To say that middle-aged men deserve better is to say no more than the obvious: middle-aged men are sacred. For many men, middle age is a time of unalloyed delight and wonderment at the world, a golden age of unbridled salivation and unpredictable, no-strings-attached urinary flow. By press ganging our men into service as political foot soldiers in the art-porn debate, the children of this country will do lasting, perhaps irreversible, damage to the fragile balance of financial bombast and prostate pain that does so much to make middle age such a special period in the life of a man.

Fifty-year-old male politicians deserve to have the innocence of their political careers protected.
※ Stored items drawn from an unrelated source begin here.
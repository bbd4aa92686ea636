//! Frame scheduling and timing utilities.
//!
//! Runs the game at a fixed frame rate without async/await or
//! platform-specific timers. The caller is responsible for sleeping between
//! frames.

use embassy_time::{Duration, Instant};

use crate::{GameEngine, OutputDriver, Rgb, input::InputSource};

/// Default target frame rate (50 FPS).
pub const DEFAULT_FPS: u32 = 50;

/// Default frame duration based on target FPS.
pub const DEFAULT_FRAME_DURATION: Duration = Duration::from_millis(1000 / DEFAULT_FPS as u64);

/// Result of a frame tick operation.
#[derive(Debug, Clone, Copy)]
pub struct FrameResult {
    /// The deadline for the next frame.
    pub next_deadline: Instant,
    /// How long to wait until the next frame (may be zero if behind schedule).
    pub sleep_duration: Duration,
}

/// Fixed-rate game loop driver.
///
/// Each tick samples the input, steps the engine, renders into a zeroed
/// frame buffer of `MAX_LEDS` LEDs and writes it to the output driver.
///
/// # Usage
///
/// ```ignore
/// let mut scheduler = FrameScheduler::<_, _, 216>::new(engine, &MAILBOX, driver);
///
/// loop {
///     let result = scheduler.tick(Instant::now());
///     sleep_ms(result.sleep_duration.as_millis());
/// }
/// ```
pub struct FrameScheduler<I: InputSource, O: OutputDriver, const MAX_LEDS: usize> {
    engine: GameEngine,
    input: I,
    output: O,
    frame_buffer: [Rgb; MAX_LEDS],
    next_frame: Instant,
    frame_duration: Duration,
}

impl<I: InputSource, O: OutputDriver, const MAX_LEDS: usize> FrameScheduler<I, O, MAX_LEDS> {
    /// Create a new frame scheduler running at `DEFAULT_FPS`.
    pub fn new(engine: GameEngine, input: I, output: O) -> Self {
        Self::with_frame_duration(engine, input, output, DEFAULT_FRAME_DURATION)
    }

    /// Create a new frame scheduler with custom frame duration.
    pub fn with_frame_duration(
        engine: GameEngine,
        input: I,
        output: O,
        frame_duration: Duration,
    ) -> Self {
        debug_assert!(
            engine.layout().led_count() <= MAX_LEDS,
            "frame buffer smaller than the layout"
        );
        Self {
            engine,
            input,
            output,
            frame_buffer: [Rgb::default(); MAX_LEDS],
            next_frame: Instant::from_millis(0),
            frame_duration,
        }
    }

    /// Process one frame and return timing information.
    ///
    /// The caller is responsible for waiting until `next_deadline` before
    /// calling `tick` again.
    pub fn tick(&mut self, now: Instant) -> FrameResult {
        // Skip the backlog after a long stall instead of bursting to catch up
        let max_drift = self.frame_duration * 2;
        if now > self.next_frame + max_drift {
            self.next_frame = now;
        }

        let sample = self.input.sample();
        self.engine.step(now, &sample);

        self.frame_buffer.fill(Rgb::default());
        self.engine.set_leds(&mut self.frame_buffer);
        self.output.write(&self.frame_buffer);

        self.next_frame += self.frame_duration;
        let sleep_duration = self
            .next_frame
            .checked_duration_since(now)
            .unwrap_or(Duration::from_ticks(0));

        FrameResult {
            next_deadline: self.next_frame,
            sleep_duration,
        }
    }

    pub fn engine(&self) -> &GameEngine {
        &self.engine
    }

    pub fn engine_mut(&mut self) -> &mut GameEngine {
        &mut self.engine
    }

    /// Last frame written to the output
    pub fn frame(&self) -> &[Rgb] {
        &self.frame_buffer
    }
}
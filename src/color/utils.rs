use crate::color::Rgb;

/// Scale every channel of a color by `scale`
///
/// The result is truncated, not rounded. `scale` is expected to stay within
/// `0.0..=1.0`; larger values saturate at full channel intensity.
#[inline]
#[allow(clippy::cast_possible_truncation, clippy::cast_sign_loss)]
pub fn scale_color(scale: f32, color: Rgb) -> Rgb {
    Rgb {
        r: (f32::from(color.r) * scale) as u8,
        g: (f32::from(color.g) * scale) as u8,
        b: (f32::from(color.b) * scale) as u8,
    }
}

/// Linear cross-fade between two colors
///
/// # Arguments
/// * `t` - Blend factor (0.0 = all `a`, 1.0 = all `b`)
/// * `a` - Source color
/// * `b` - Target color
#[inline]
#[allow(clippy::cast_possible_truncation, clippy::cast_sign_loss)]
pub fn cross_fade_color(t: f32, a: Rgb, b: Rgb) -> Rgb {
    let blend = |a: u8, b: u8| (f32::from(a) * (1.0 - t) + f32::from(b) * t) as u8;
    Rgb {
        r: blend(a.r, b.r),
        g: blend(a.g, b.g),
        b: blend(a.b, b.b),
    }
}

/// Create an RGB color from a u32 value (0xRRGGBB format)
pub const fn rgb_from_u32(color: u32) -> Rgb {
    Rgb {
        r: ((color >> 16) & 0xFF) as u8,
        g: ((color >> 8) & 0xFF) as u8,
        b: (color & 0xFF) as u8,
    }
}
They deserve to enjoy the fruits of those careers - the raucous nights on the Central Coast, the trips to Scores, the expletive-laden appearances at state party conferences - unhindered by the posturing and politicking of this country's children. There is a time for people to make independent, informed choices about the direction they would like to take their lives in. That time is not when they are in their 50s and in the middle of a political career.

For God's sake, let's just allow middle-aged male politicians to be middle-aged male politicians.